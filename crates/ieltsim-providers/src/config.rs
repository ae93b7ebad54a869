//! Provider configuration and factory.

use std::collections::HashMap;
use std::path::{Path, PathBuf};

use anyhow::{Context, Result};
use serde::{Deserialize, Serialize};

use ieltsim_core::timer::SECTION_DURATION_SECS;
use ieltsim_core::traits::ContentProvider;

use crate::gemini::GeminiProvider;
use crate::mock::MockContentProvider;

/// Configuration for a single content provider backend.
///
/// Note: custom Debug impl masks API keys to prevent accidental exposure
/// in logs.
#[derive(Clone, Serialize, Deserialize)]
#[serde(tag = "type", rename_all = "lowercase")]
pub enum ProviderConfig {
    Gemini {
        api_key: String,
        #[serde(default)]
        base_url: Option<String>,
        #[serde(default)]
        model: Option<String>,
    },
    Mock,
}

impl std::fmt::Debug for ProviderConfig {
    fn fmt(&self, f: &mut std::fmt::Formatter<'_>) -> std::fmt::Result {
        match self {
            ProviderConfig::Gemini {
                api_key: _,
                base_url,
                model,
            } => f
                .debug_struct("Gemini")
                .field("api_key", &"***")
                .field("base_url", base_url)
                .field("model", model)
                .finish(),
            ProviderConfig::Mock => f.debug_struct("Mock").finish(),
        }
    }
}

/// Top-level ieltsim configuration.
#[derive(Debug, Clone, Serialize, Deserialize)]
pub struct IeltsimConfig {
    /// Provider configurations keyed by name.
    #[serde(default)]
    pub providers: HashMap<String, ProviderConfig>,
    /// Default provider to use.
    #[serde(default = "default_provider")]
    pub default_provider: String,
    /// Directory for saved tests and results.
    #[serde(default = "default_output_dir")]
    pub output_dir: PathBuf,
    /// Per-section time limit in seconds.
    #[serde(default = "default_section_secs")]
    pub section_duration_secs: u64,
}

fn default_provider() -> String {
    "gemini".to_string()
}
fn default_output_dir() -> PathBuf {
    PathBuf::from("./ieltsim-results")
}
fn default_section_secs() -> u64 {
    SECTION_DURATION_SECS
}

impl Default for IeltsimConfig {
    fn default() -> Self {
        Self {
            providers: HashMap::new(),
            default_provider: default_provider(),
            output_dir: default_output_dir(),
            section_duration_secs: default_section_secs(),
        }
    }
}

/// Resolve environment variable references like `${VAR_NAME}` in a string.
fn resolve_env_vars(s: &str) -> String {
    let mut result = s.to_string();
    while let Some(start) = result.find("${") {
        if let Some(end) = result[start..].find('}') {
            let var_name = &result[start + 2..start + end];
            let value = std::env::var(var_name).unwrap_or_default();
            result = format!(
                "{}{}{}",
                &result[..start],
                value,
                &result[start + end + 1..]
            );
        } else {
            break;
        }
    }
    result
}

fn resolve_provider_config(config: &ProviderConfig) -> ProviderConfig {
    match config {
        ProviderConfig::Gemini {
            api_key,
            base_url,
            model,
        } => ProviderConfig::Gemini {
            api_key: resolve_env_vars(api_key),
            base_url: base_url.as_ref().map(|u| resolve_env_vars(u)),
            model: model.clone(),
        },
        ProviderConfig::Mock => ProviderConfig::Mock,
    }
}

/// Load configuration from well-known paths.
///
/// Search order:
/// 1. `ieltsim.toml` in the current directory
/// 2. `~/.config/ieltsim/config.toml`
///
/// Environment variable override: `GEMINI_API_KEY`.
pub fn load_config() -> Result<IeltsimConfig> {
    load_config_from(None)
}

/// Load config from an explicit path, or search the default locations.
pub fn load_config_from(path: Option<&Path>) -> Result<IeltsimConfig> {
    let config_path = if let Some(p) = path {
        if p.exists() {
            Some(p.to_path_buf())
        } else {
            anyhow::bail!("config file not found: {}", p.display());
        }
    } else {
        let local = PathBuf::from("ieltsim.toml");
        if local.exists() {
            Some(local)
        } else if let Some(home) = dirs_path() {
            let global = home.join("config.toml");
            global.exists().then_some(global)
        } else {
            None
        }
    };

    let mut config = match config_path {
        Some(path) => {
            let content = std::fs::read_to_string(&path)
                .with_context(|| format!("failed to read config: {}", path.display()))?;
            toml::from_str::<IeltsimConfig>(&content)
                .with_context(|| format!("failed to parse config: {}", path.display()))?
        }
        None => IeltsimConfig::default(),
    };

    // Apply env var overrides
    if let Ok(key) = std::env::var("GEMINI_API_KEY") {
        config
            .providers
            .entry("gemini".into())
            .or_insert(ProviderConfig::Gemini {
                api_key: String::new(),
                base_url: None,
                model: None,
            });
        if let Some(ProviderConfig::Gemini { api_key, .. }) = config.providers.get_mut("gemini") {
            *api_key = key;
        }
    }

    // Resolve env vars in all provider configs
    let resolved: HashMap<String, ProviderConfig> = config
        .providers
        .iter()
        .map(|(k, v)| (k.clone(), resolve_provider_config(v)))
        .collect();
    config.providers = resolved;

    Ok(config)
}

fn dirs_path() -> Option<PathBuf> {
    std::env::var("HOME")
        .ok()
        .map(|h| PathBuf::from(h).join(".config").join("ieltsim"))
}

/// Create a provider instance from its configuration.
pub fn create_provider(config: &ProviderConfig) -> Result<Box<dyn ContentProvider>> {
    match config {
        ProviderConfig::Gemini {
            api_key,
            base_url,
            model,
        } => {
            anyhow::ensure!(
                !api_key.is_empty(),
                "gemini provider requires an api_key (or GEMINI_API_KEY)"
            );
            Ok(Box::new(GeminiProvider::new(
                api_key,
                base_url.clone(),
                model.clone(),
            )))
        }
        ProviderConfig::Mock => Ok(Box::new(MockContentProvider::new())),
    }
}

#[cfg(test)]
mod tests {
    use super::*;

    #[test]
    fn resolve_env_vars_basic() {
        std::env::set_var("_IELTSIM_TEST_VAR", "hello");
        assert_eq!(resolve_env_vars("${_IELTSIM_TEST_VAR}"), "hello");
        assert_eq!(
            resolve_env_vars("prefix_${_IELTSIM_TEST_VAR}_suffix"),
            "prefix_hello_suffix"
        );
        std::env::remove_var("_IELTSIM_TEST_VAR");
    }

    #[test]
    fn default_config() {
        let config = IeltsimConfig::default();
        assert_eq!(config.default_provider, "gemini");
        assert_eq!(config.section_duration_secs, 3600);
        assert!(config.providers.is_empty());
    }

    #[test]
    fn parse_provider_config() {
        let toml_str = r#"
default_provider = "gemini"

[providers.gemini]
type = "gemini"
api_key = "${GEMINI_API_KEY}"
model = "gemini-2.5-flash"

[providers.offline]
type = "mock"
"#;
        let config: IeltsimConfig = toml::from_str(toml_str).unwrap();
        assert_eq!(config.providers.len(), 2);
        assert!(matches!(
            config.providers.get("gemini"),
            Some(ProviderConfig::Gemini { .. })
        ));
        assert!(matches!(
            config.providers.get("offline"),
            Some(ProviderConfig::Mock)
        ));
    }

    #[test]
    fn debug_masks_api_key() {
        let config = ProviderConfig::Gemini {
            api_key: "super-secret".into(),
            base_url: None,
            model: None,
        };
        let debug = format!("{config:?}");
        assert!(!debug.contains("super-secret"));
        assert!(debug.contains("***"));
    }

    #[test]
    fn missing_explicit_config_path_is_an_error() {
        let err = load_config_from(Some(Path::new("/definitely/not/here.toml"))).unwrap_err();
        assert!(err.to_string().contains("config file not found"));
    }

    #[test]
    fn creating_gemini_without_key_fails() {
        let config = ProviderConfig::Gemini {
            api_key: String::new(),
            base_url: None,
            model: None,
        };
        assert!(create_provider(&config).is_err());
    }
}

**Task**. Where the word "exists" appears in a line of the entries, copy that line.

**Answer space**.
        if p.exists() {
        if local.exists() {
            global.exists().then_some(global)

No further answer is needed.